The first of his many collections of light verse, Hard Lines, appeared in 1931. His other collections included: I'm a Stranger Here Myself (1938), Many Long Years Ago (1945) and You Can't Get There from Here (1957).

From 1936-42 he wrote screenplays for Hollywood. He was also a lyric writer and collaborated with composer Kurt Weill and librettist S.J. Perelman on One Touch of Venus. He also produced lyrics for the 1952 revue Two's Company.

After marrying Frances Leonard in 1931 and having children he started to write poetry for children - a discipline that he was very successful at. In many ways he was the American Edward Lear.

He moved to Baltimore in 1934 and began to follow the Baltimore Colts who inspired him to write verses which appeared in an article by Life Magazine in December 1968.

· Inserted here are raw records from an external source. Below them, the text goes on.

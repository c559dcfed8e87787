//! Command line definition.

use std::path::PathBuf;

use clap::{Parser, Subcommand};

/// Reliable chunked file transfer over TCP.
#[derive(Debug, Parser)]
#[command(name = "chunkferry", version, about)]
pub struct Cli {
    /// TOML configuration file (default: ./chunkferry.toml when present)
    #[arg(short = 'c', long = "config", value_name = "FILE", global = true)]
    pub config: Option<PathBuf>,

    #[command(subcommand)]
    pub command: Command,
}

#[derive(Debug, Subcommand)]
pub enum Command {
    /// Receive files until interrupted
    Serve {
        /// Address to listen on
        #[arg(short = 'l', long = "listen", value_name = "ADDR")]
        listen: Option<String>,

        /// Directory received files are written to
        #[arg(short = 'o', long = "output-dir", value_name = "DIR")]
        output_dir: Option<PathBuf>,

        /// Randomly drop, corrupt and delay frames
        #[arg(long = "simulate-errors")]
        simulate_errors: bool,
    },

    /// Send one file to a server
    Send {
        /// File to send
        file: PathBuf,

        /// Server address
        #[arg(short = 's', long = "server", value_name = "ADDR")]
        server: Option<String>,

        /// Chunk size in bytes
        #[arg(long = "chunk-size", value_name = "BYTES")]
        chunk_size: Option<usize>,

        /// Randomly drop, corrupt and delay frames
        #[arg(long = "simulate-errors")]
        simulate_errors: bool,
    },

    /// Write a text file of repeated lines for trying out transfers
    CreateTestFile {
        /// Output file name
        #[arg(default_value = "test_data.txt")]
        name: PathBuf,

        /// Size in KiB
        #[arg(long = "size-kb", default_value = "10")]
        size_kb: u64,
    },
}
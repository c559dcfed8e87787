//! TCP accept loop running one [`ReceiverSession`] per connection.

use std::net::SocketAddr;

use tokio::net::{TcpListener, TcpStream, ToSocketAddrs};
use tokio::sync::mpsc;
use tokio_util::sync::CancellationToken;
use tracing::{error, info, warn};

use crate::{MAX_CHUNK_SIZE, TransferError};
use crate::config::TransferConfig;
use crate::receiver::{ReceiveReport, ReceiverSession};
use crate::transport::FrameTransport;

/// Result of one connection, reported to observers.
#[derive(Debug)]
pub struct SessionOutcome {
    pub peer: SocketAddr,
    pub result: Result<ReceiveReport, TransferError>,
}

/// Receives files on a bound TCP listener until cancelled.
pub struct TransferServer {
    listener: TcpListener,
    config: TransferConfig,
    cancel: CancellationToken,
    outcomes: Option<mpsc::Sender<SessionOutcome>>,
}

impl TransferServer {
    /// Validates `config`, creates its output directory and binds `addr`.
    pub async fn bind(
        addr: impl ToSocketAddrs,
        config: TransferConfig,
        cancel: CancellationToken,
    ) -> Result<Self, TransferError> {
        config.validate()?;
        tokio::fs::create_dir_all(&config.output_dir).await.map_err(|e| {
            TransferError::DestinationWrite(format!(
                "create output directory {}: {e}",
                config.output_dir.display()
            ))
        })?;

        let listener = TcpListener::bind(addr).await?;
        Ok(Self {
            listener,
            config,
            cancel,
            outcomes: None,
        })
    }

    /// Publishes the outcome of every session on `tx`.
    pub fn with_outcomes(mut self, tx: mpsc::Sender<SessionOutcome>) -> Self {
        self.outcomes = Some(tx);
        self
    }

    pub fn local_addr(&self) -> Result<SocketAddr, TransferError> {
        Ok(self.listener.local_addr()?)
    }

    /// Accepts connections until the cancellation token fires.
    ///
    /// Session failures are logged and never stop the loop.
    pub async fn run(self) -> Result<(), TransferError> {
        let local_addr = self.listener.local_addr()?;
        info!(
            %local_addr,
            output_dir = %self.config.output_dir.display(),
            faults = self.config.faults.enabled,
            "transfer server listening"
        );

        let mut connections: u64 = 0;
        loop {
            tokio::select! {
                _ = self.cancel.cancelled() => {
                    info!("server shutting down");
                    break Ok(());
                }

                result = self.listener.accept() => {
                    match result {
                        Ok((stream, peer)) => {
                            let connection = connections;
                            connections += 1;
                            tokio::spawn(serve_connection(
                                stream,
                                peer,
                                connection,
                                self.config.clone(),
                                self.cancel.clone(),
                                self.outcomes.clone(),
                            ));
                        }
                        Err(e) => {
                            warn!("accept error: {e}");
                        }
                    }
                }
            }
        }
    }
}

/// Runs one session and reports how it ended.
async fn serve_connection(
    stream: TcpStream,
    peer: SocketAddr,
    connection: u64,
    config: TransferConfig,
    cancel: CancellationToken,
    outcomes: Option<mpsc::Sender<SessionOutcome>>,
) {
    let result = handle_connection(stream, peer, connection, config, cancel).await;
    match &result {
        Ok(report) => info!(
            %peer,
            destination = %report.destination.display(),
            bytes = report.bytes_written,
            "session completed"
        ),
        Err(e) => error!(%peer, "session failed: {e}"),
    }
    if let Some(tx) = outcomes {
        let _ = tx.send(SessionOutcome { peer, result }).await;
    }
}

async fn handle_connection(
    stream: TcpStream,
    peer: SocketAddr,
    connection: u64,
    config: TransferConfig,
    cancel: CancellationToken,
) -> Result<ReceiveReport, TransferError> {
    info!(%peer, connection, "connection accepted");
    stream.set_nodelay(true)?;

    // Senders pick their own chunk size, so accept anything up to the hard cap.
    let max_frame_len = chunkferry_protocol::max_frame_len(MAX_CHUNK_SIZE);
    let faults = config.fault_policy(connection);
    let mut transport = FrameTransport::new(stream, max_frame_len, faults);
    let mut session = ReceiverSession::new(config);

    tokio::select! {
        biased;
        _ = cancel.cancelled() => Err(TransferError::Cancelled),
        result = session.run(&mut transport) => result,
    }
}

#[cfg(test)]
mod tests {
    use super::*;
    use tempfile::TempDir;

    #[tokio::test]
    async fn bind_creates_output_dir() {
        let dir = TempDir::new().unwrap();
        let output_dir = dir.path().join("nested").join("out");
        let config = TransferConfig {
            output_dir: output_dir.clone(),
            ..Default::default()
        };

        let server = TransferServer::bind("127.0.0.1:0", config, CancellationToken::new())
            .await
            .unwrap();
        assert!(output_dir.is_dir());
        assert_ne!(server.local_addr().unwrap().port(), 0);
    }

    #[tokio::test]
    async fn bind_rejects_invalid_config() {
        let config = TransferConfig {
            chunk_size: 0,
            ..Default::default()
        };
        let result = TransferServer::bind("127.0.0.1:0", config, CancellationToken::new()).await;
        assert!(matches!(result, Err(TransferError::InvalidConfig(_))));
    }

    #[tokio::test]
    async fn run_stops_on_cancel() {
        let dir = TempDir::new().unwrap();
        let config = TransferConfig {
            output_dir: dir.path().to_path_buf(),
            ..Default::default()
        };
        let cancel = CancellationToken::new();
        let server = TransferServer::bind("127.0.0.1:0", config, cancel.clone())
            .await
            .unwrap();
        let handle = tokio::spawn(server.run());

        cancel.cancel();
        handle.await.unwrap().unwrap();
    }
}
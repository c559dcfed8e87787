//! Frame body encoding and decoding.
//!
//! # Frame layout
//!
//! Every body starts with a common header. The transport adds a 4-byte
//! big-endian length prefix in front of each body, so the body itself
//! needs no outer length field.
//!
//! ```text
//! [1 byte : frame type]   0x01 CHUNK, 0x02 ACK, 0x03 OFFER, 0x04 ACCEPT
//! [4 bytes: CRC-32 BE]    IEEE CRC-32 over every byte that follows
//!
//! CHUNK : [8 bytes BE: sequence][1 byte: flags, bit 0 = final][payload: rest]
//! ACK   : [8 bytes BE: sequence][1 byte: status 0=OK 1=CHECKSUM_MISMATCH 2=OUT_OF_ORDER]
//! OFFER : [16 bytes: transfer id][8 bytes BE: file size][32 bytes: SHA-256]
//!         [4 bytes BE: sender retry window, ms]
//!         [2 bytes BE: name_len][name_len bytes: file name UTF-8]
//! ACCEPT: [16 bytes: transfer id]
//! ```
//!
//! The checksum is verified before any field is interpreted, so damage to
//! a length, flag or status byte surfaces as [`DecodeError::ChecksumMismatch`]
//! rather than as a misparsed frame.

use std::time::Duration;

use uuid::Uuid;

use crate::error::{DecodeError, EncodeError};
use crate::frame::{Ack, AckStatus, Chunk, Frame, FrameType, Offer};
use crate::{FILE_DIGEST_LEN, FRAME_HEADER_LEN, MAX_FILE_NAME_LEN};

/// IEEE CRC-32 over the concatenation of `parts`.
pub fn frame_checksum(parts: &[&[u8]]) -> u32 {
    let mut hasher = crc32fast::Hasher::new();
    for part in parts {
        hasher.update(part);
    }
    hasher.finalize()
}

/// Serializes a frame into a body ready for the transport.
///
/// CHUNK frames carry the checksum stored in the [`Chunk`]; every other
/// frame has its checksum computed here.
pub fn encode(frame: &Frame) -> Result<Vec<u8>, EncodeError> {
    let mut body = Vec::with_capacity(FRAME_HEADER_LEN + 64);
    body.push(frame.frame_type() as u8);
    body.extend_from_slice(&[0u8; 4]);

    match frame {
        Frame::Chunk(chunk) => {
            body.reserve(crate::CHUNK_FIELDS_LEN + chunk.payload.len());
            body.extend_from_slice(&chunk.sequence.to_be_bytes());
            body.push(chunk.flags());
            body.extend_from_slice(&chunk.payload);
        }
        Frame::Ack(ack) => {
            body.extend_from_slice(&ack.sequence.to_be_bytes());
            body.push(ack.status as u8);
        }
        Frame::Offer(offer) => {
            let name = offer.file_name.as_bytes();
            if name.len() > MAX_FILE_NAME_LEN {
                return Err(EncodeError::FileNameTooLong(name.len()));
            }
            body.extend_from_slice(offer.transfer_id.as_bytes());
            body.extend_from_slice(&offer.file_size.to_be_bytes());
            body.extend_from_slice(&offer.file_digest);
            let window_ms = u32::try_from(offer.retry_window.as_millis()).unwrap_or(u32::MAX);
            body.extend_from_slice(&window_ms.to_be_bytes());
            body.extend_from_slice(&(name.len() as u16).to_be_bytes());
            body.extend_from_slice(name);
        }
        Frame::Accept { transfer_id } => {
            body.extend_from_slice(transfer_id.as_bytes());
        }
    }

    let checksum = match frame {
        Frame::Chunk(chunk) => chunk.checksum,
        _ => frame_checksum(&[&body[FRAME_HEADER_LEN..]]),
    };
    body[1..FRAME_HEADER_LEN].copy_from_slice(&checksum.to_be_bytes());
    Ok(body)
}

/// Parses a frame body produced by [`encode`].
pub fn decode(body: &[u8]) -> Result<Frame, DecodeError> {
    if body.len() < FRAME_HEADER_LEN {
        return Err(malformed(format!(
            "frame too short: need at least {FRAME_HEADER_LEN} bytes, got {}",
            body.len()
        )));
    }

    let frame_type = FrameType::try_from(body[0])
        .map_err(|tag| malformed(format!("unknown frame type {tag:#04x}")))?;
    let expected = u32::from_be_bytes([body[1], body[2], body[3], body[4]]);
    let fields = &body[FRAME_HEADER_LEN..];

    let actual = frame_checksum(&[fields]);
    if actual != expected {
        let sequence = match frame_type {
            FrameType::Chunk | FrameType::Ack => leading_u64(fields),
            FrameType::Offer | FrameType::Accept => None,
        };
        return Err(DecodeError::ChecksumMismatch {
            frame_type,
            sequence,
            expected,
            actual,
        });
    }

    let mut reader = Fields { buf: fields };
    let frame = match frame_type {
        FrameType::Chunk => {
            let sequence = reader.u64("sequence")?;
            let flags = reader.u8("flags")?;
            if flags & !0x01 != 0 {
                return Err(malformed(format!("unknown chunk flags {flags:#04x}")));
            }
            Frame::Chunk(Chunk {
                sequence,
                payload: reader.rest().to_vec(),
                checksum: expected,
                is_final: flags & 0x01 != 0,
            })
        }
        FrameType::Ack => {
            let sequence = reader.u64("sequence")?;
            let status = AckStatus::try_from(reader.u8("status")?)
                .map_err(|s| malformed(format!("unknown ack status {s}")))?;
            Frame::Ack(Ack { sequence, status })
        }
        FrameType::Offer => {
            let transfer_id = Uuid::from_bytes(reader.array::<16>("transfer id")?);
            let file_size = reader.u64("file size")?;
            let file_digest = reader.array::<FILE_DIGEST_LEN>("file digest")?;
            let retry_window = Duration::from_millis(reader.u32("retry window")?.into());
            let name_len = reader.u16("name length")? as usize;
            if name_len > MAX_FILE_NAME_LEN {
                return Err(malformed(format!(
                    "file name too long: {name_len} bytes (max {MAX_FILE_NAME_LEN})"
                )));
            }
            let file_name = String::from_utf8(reader.take(name_len, "file name")?.to_vec())
                .map_err(|e| malformed(format!("invalid UTF-8 file name: {e}")))?;
            Frame::Offer(Offer {
                transfer_id,
                file_name,
                file_size,
                file_digest,
                retry_window,
            })
        }
        FrameType::Accept => Frame::Accept {
            transfer_id: Uuid::from_bytes(reader.array::<16>("transfer id")?),
        },
    };

    if !reader.buf.is_empty() {
        return Err(malformed(format!(
            "{} trailing bytes after {frame_type} frame",
            reader.buf.len()
        )));
    }
    Ok(frame)
}

fn malformed(reason: String) -> DecodeError {
    DecodeError::MalformedFrame(reason)
}

fn leading_u64(bytes: &[u8]) -> Option<u64> {
    let head: [u8; 8] = bytes.get(..8)?.try_into().ok()?;
    Some(u64::from_be_bytes(head))
}

/// Forward-only cursor over frame fields.
struct Fields<'a> {
    buf: &'a [u8],
}

impl<'a> Fields<'a> {
    fn take(&mut self, n: usize, what: &str) -> Result<&'a [u8], DecodeError> {
        if self.buf.len() < n {
            return Err(malformed(format!(
                "truncated {what}: need {n} bytes, have {}",
                self.buf.len()
            )));
        }
        let (head, rest) = self.buf.split_at(n);
        self.buf = rest;
        Ok(head)
    }

    fn array<const N: usize>(&mut self, what: &str) -> Result<[u8; N], DecodeError> {
        let mut out = [0u8; N];
        out.copy_from_slice(self.take(N, what)?);
        Ok(out)
    }

    fn u8(&mut self, what: &str) -> Result<u8, DecodeError> {
        Ok(self.take(1, what)?[0])
    }

    fn u16(&mut self, what: &str) -> Result<u16, DecodeError> {
        Ok(u16::from_be_bytes(self.array(what)?))
    }

    fn u32(&mut self, what: &str) -> Result<u32, DecodeError> {
        Ok(u32::from_be_bytes(self.array(what)?))
    }

    fn u64(&mut self, what: &str) -> Result<u64, DecodeError> {
        Ok(u64::from_be_bytes(self.array(what)?))
    }

    fn rest(&mut self) -> &'a [u8] {
        std::mem::take(&mut self.buf)
    }
}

Nash was famous for his ingenious and elaborate rhymes which often involved neologisms e.g. 'A girl who is bespectacled/She may not get her nectacled'. He was best known for his short verses such as 'Candy/Is dandy/But liquor/Is quicker - but he was equally at home with long poems such as You Bet Travel is Broadening and Very Like a Whale. The latter featured some outrageously assymetrical lines such as: 'And they always say things like the snow is a white blanket after a winter storm./ Oh it it, is it, all right then you sleep under a six-inch blanket of snow and I'll sleep under a half-inch blanket of unpoetical blanket material and we'll see which one keeps warm,'. He also wrote epigrams and other humorous pieces.

He made frequent guest appearances on radio and he toured the US and England giving lectures at colleges and universities.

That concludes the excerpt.